**Exercise description:** Please repeat, unchanged, the lines at the top of the listing below, ending with the one that has "overridden by RUST_LOG".

**Working data:**
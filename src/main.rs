use anyhow::{Context, Result};
use chrono::NaiveDate;
use clap::{Args, Parser, Subcommand};
use pozole::prelude::*;
use std::path::PathBuf;
use tracing::warn;

#[derive(Parser)]
#[command(name = "pozole")]
#[command(about = "A vectorized backtesting engine for directional strategies", long_about = None)]
struct Cli {
    //log level, overridden by RUST_LOG
    #[arg(long, global = true, default_value = "info")]
    log_level: String,

    #[command(subcommand)]
    command: Commands,
}

#[derive(Subcommand)]
enum Commands {
    //run a backtest
    Run(RunArgs),

    //grid search the strategy's integer parameters
    Optimize {
        #[command(flatten)]
        run: RunArgs,

        //first parameter range as start:stop:step (stop exclusive)
        #[arg(long)]
        range1: ParamRange,

        //second parameter range (sma and mean reversion only)
        #[arg(long)]
        range2: Option<ParamRange>,
    },
}

#[derive(Args)]
struct RunArgs {
    //json configuration file, flags below override its values
    #[arg(long)]
    config: Option<PathBuf>,

    //write the effective configuration to this json file
    #[arg(long)]
    save_config: Option<PathBuf>,

    //path to wide csv data file
    #[arg(long)]
    data: Option<PathBuf>,

    //symbol column to trade (eg EUR=, AAPL.O)
    #[arg(long)]
    symbol: Option<String>,

    //first date of the backtest (yyyy-mm-dd)
    #[arg(long)]
    start: Option<NaiveDate>,

    //last date of the backtest (yyyy-mm-dd)
    #[arg(long)]
    end: Option<NaiveDate>,

    //strategy type (sma, momentum, mean_reversion, linreg)
    #[arg(long)]
    strategy: Option<String>,

    //sma strategy parameters
    #[arg(long)]
    sma1: Option<usize>,

    #[arg(long)]
    sma2: Option<usize>,

    //momentum window
    #[arg(long)]
    momentum: Option<usize>,

    //mean reversion parameters
    #[arg(long)]
    sma: Option<usize>,

    #[arg(long)]
    threshold: Option<f64>,

    //linear regression parameters, ranges default to the backtest range
    #[arg(long)]
    lags: Option<usize>,

    #[arg(long)]
    fit_start: Option<NaiveDate>,

    #[arg(long)]
    fit_end: Option<NaiveDate>,

    #[arg(long)]
    predict_start: Option<NaiveDate>,

    #[arg(long)]
    predict_end: Option<NaiveDate>,

    //starting capital
    #[arg(long)]
    amount: Option<f64>,

    //proportional cost per position change
    #[arg(long)]
    transaction_cost: Option<f64>,

    //evaluate grid points on the calling thread
    #[arg(long)]
    sequential: bool,

    //keep rows with missing values in other columns
    #[arg(long)]
    keep_incomplete_rows: bool,
}

fn main() -> Result<()> {
    let cli = Cli::parse();
    init_logging(&cli.log_level)?;

    match cli.command {
        Commands::Run(args) => {
            let config = build_configuration(&args)?;
            run(&config)
        }
        Commands::Optimize {
            run,
            range1,
            range2,
        } => {
            let config = build_configuration(&run)?;
            let ranges: Vec<ParamRange> = std::iter::once(range1).chain(range2).collect();
            optimize(&config, &ranges)
        }
    }
}

fn build_configuration(args: &RunArgs) -> Result<BacktestConfiguration> {
    let mut config = match &args.config {
        Some(path) => BacktestConfiguration::from_json_file(path)
            .context(format!("Failed to load configuration from {:?}", path))?,
        None => BacktestConfiguration::default(),
    };

    if let Some(data) = &args.data {
        config.data.data_path = data.clone();
    }
    if args.keep_incomplete_rows {
        config.data.drop_incomplete_rows = false;
    }
    if let Some(symbol) = &args.symbol {
        config.symbol = symbol.clone();
    }
    if let Some(start) = args.start {
        config.range.start = start;
    }
    if let Some(end) = args.end {
        config.range.end = end;
    }
    if let Some(amount) = args.amount {
        config.amount = amount;
    }
    if let Some(cost) = args.transaction_cost {
        config.transaction_cost = cost;
    }
    if args.sequential {
        config.parallel = false;
    }

    if let Some(name) = &args.strategy {
        let strategy_type = StrategyType::parse(name)
            .ok_or_else(|| anyhow::anyhow!("Unknown strategy: {}", name))?;
        if strategy_type != config.strategy.strategy_type() {
            config.strategy = default_params(strategy_type, config.range);
        }
    }

    apply_overrides(&mut config.strategy, args);

    if let Some(path) = &args.save_config {
        config
            .to_json_file(path)
            .context(format!("Failed to save configuration to {:?}", path))?;
    }

    Ok(config)
}

fn default_params(strategy_type: StrategyType, range: DateRange) -> StrategyParams {
    match strategy_type {
        StrategyType::SmaCrossover => StrategyParams::SmaCrossover(SmaParams::default()),
        StrategyType::Momentum => StrategyParams::Momentum(MomentumParams::default()),
        StrategyType::MeanReversion => StrategyParams::MeanReversion(MeanReversionParams::default()),
        StrategyType::LinearRegression => {
            StrategyParams::LinearRegression(LinearRegressionParams {
                lags: 3,
                fit_range: range,
                predict_range: range,
            })
        }
    }
}

fn apply_overrides(params: &mut StrategyParams, args: &RunArgs) {
    let name = params.name();
    let mut ignored = Vec::new();

    match params {
        StrategyParams::SmaCrossover(p) => {
            if let Some(v) = args.sma1 {
                p.fast_window = v;
            }
            if let Some(v) = args.sma2 {
                p.slow_window = v;
            }
        }
        StrategyParams::Momentum(p) => {
            if let Some(v) = args.momentum {
                p.window = v;
            }
        }
        StrategyParams::MeanReversion(p) => {
            if let Some(v) = args.sma {
                p.window = v;
            }
            if let Some(v) = args.threshold {
                p.threshold = v;
            }
        }
        StrategyParams::LinearRegression(p) => {
            if let Some(v) = args.lags {
                p.lags = v;
            }
            if let Some(v) = args.fit_start {
                p.fit_range.start = v;
            }
            if let Some(v) = args.fit_end {
                p.fit_range.end = v;
            }
            if let Some(v) = args.predict_start {
                p.predict_range.start = v;
            }
            if let Some(v) = args.predict_end {
                p.predict_range.end = v;
            }
        }
    }

    //flags meant for another strategy
    let strategy_type = params.strategy_type();
    if strategy_type != StrategyType::SmaCrossover && (args.sma1.is_some() || args.sma2.is_some()) {
        ignored.push("--sma1/--sma2");
    }
    if strategy_type != StrategyType::Momentum && args.momentum.is_some() {
        ignored.push("--momentum");
    }
    if strategy_type != StrategyType::MeanReversion
        && (args.sma.is_some() || args.threshold.is_some())
    {
        ignored.push("--sma/--threshold");
    }
    if strategy_type != StrategyType::LinearRegression && args.lags.is_some() {
        ignored.push("--lags");
    }
    for flag in ignored {
        warn!(strategy = name, flag, "flag does not apply to strategy, ignored");
    }
}

fn prepare(config: &BacktestConfiguration) -> Result<Backtester> {
    println!("Pozole Backtesting Engine");
    println!("=========================\n");

    let loader = SeriesLoader::new(config.data.clone());
    let mut backtester = Backtester::new(config.backtest_config())?;

    println!("Loading {} from {:?}...", config.symbol, config.data.data_path);
    backtester
        .load(&loader, &config.symbol, &config.range)
        .context(format!(
            "Failed to load {} from {:?}",
            config.symbol, config.data.data_path
        ))?;

    if let Some(data) = backtester.data() {
        let prices = data.prices().points();
        if let (Some(first), Some(last)) = (prices.first(), prices.last()) {
            println!("Loaded {} prices for {}", prices.len(), data.symbol());
            println!("Date range: {} to {}\n", first.timestamp, last.timestamp);
        }
    }

    backtester
        .set_parameters(config.strategy.clone())
        .context("Invalid strategy parameters")?;

    Ok(backtester)
}

fn run(config: &BacktestConfiguration) -> Result<()> {
    let mut backtester = prepare(config)?;

    println!("Running backtest...\n");
    let run = backtester.run_strategy()?;

    println!("Backtest Results");
    println!("================\n");
    run.summary(config.amount).pretty_print_table(&run.params);

    Ok(())
}

fn optimize(config: &BacktestConfiguration, ranges: &[ParamRange]) -> Result<()> {
    let mut backtester = prepare(config)?;

    println!("Optimizing {}...\n", config.strategy.name());
    let best = backtester
        .optimize_parameters(ranges)
        .context("Optimization failed")?;

    println!("Best grid point: {:?}", best.point);
    println!("Best performance: {:.2}\n", best.performance);

    if let Some(run) = backtester.results() {
        println!("Backtest Results");
        println!("================\n");
        run.summary(config.amount).pretty_print_table(&run.params);
    }

    Ok(())
}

**Output for this task:**
filename src/main.rs
use anyhow::{Context, Result};
use chrono::NaiveDate;
use clap::{Args, Parser, Subcommand};
use pozole::prelude::*;
use std::path::PathBuf;
use tracing::warn;

#[derive(Parser)]
#[command(name = "pozole")]
#[command(about = "A vectorized backtesting engine for directional strategies", long_about = None)]
struct Cli {
    //log level, overridden by RUST_LOG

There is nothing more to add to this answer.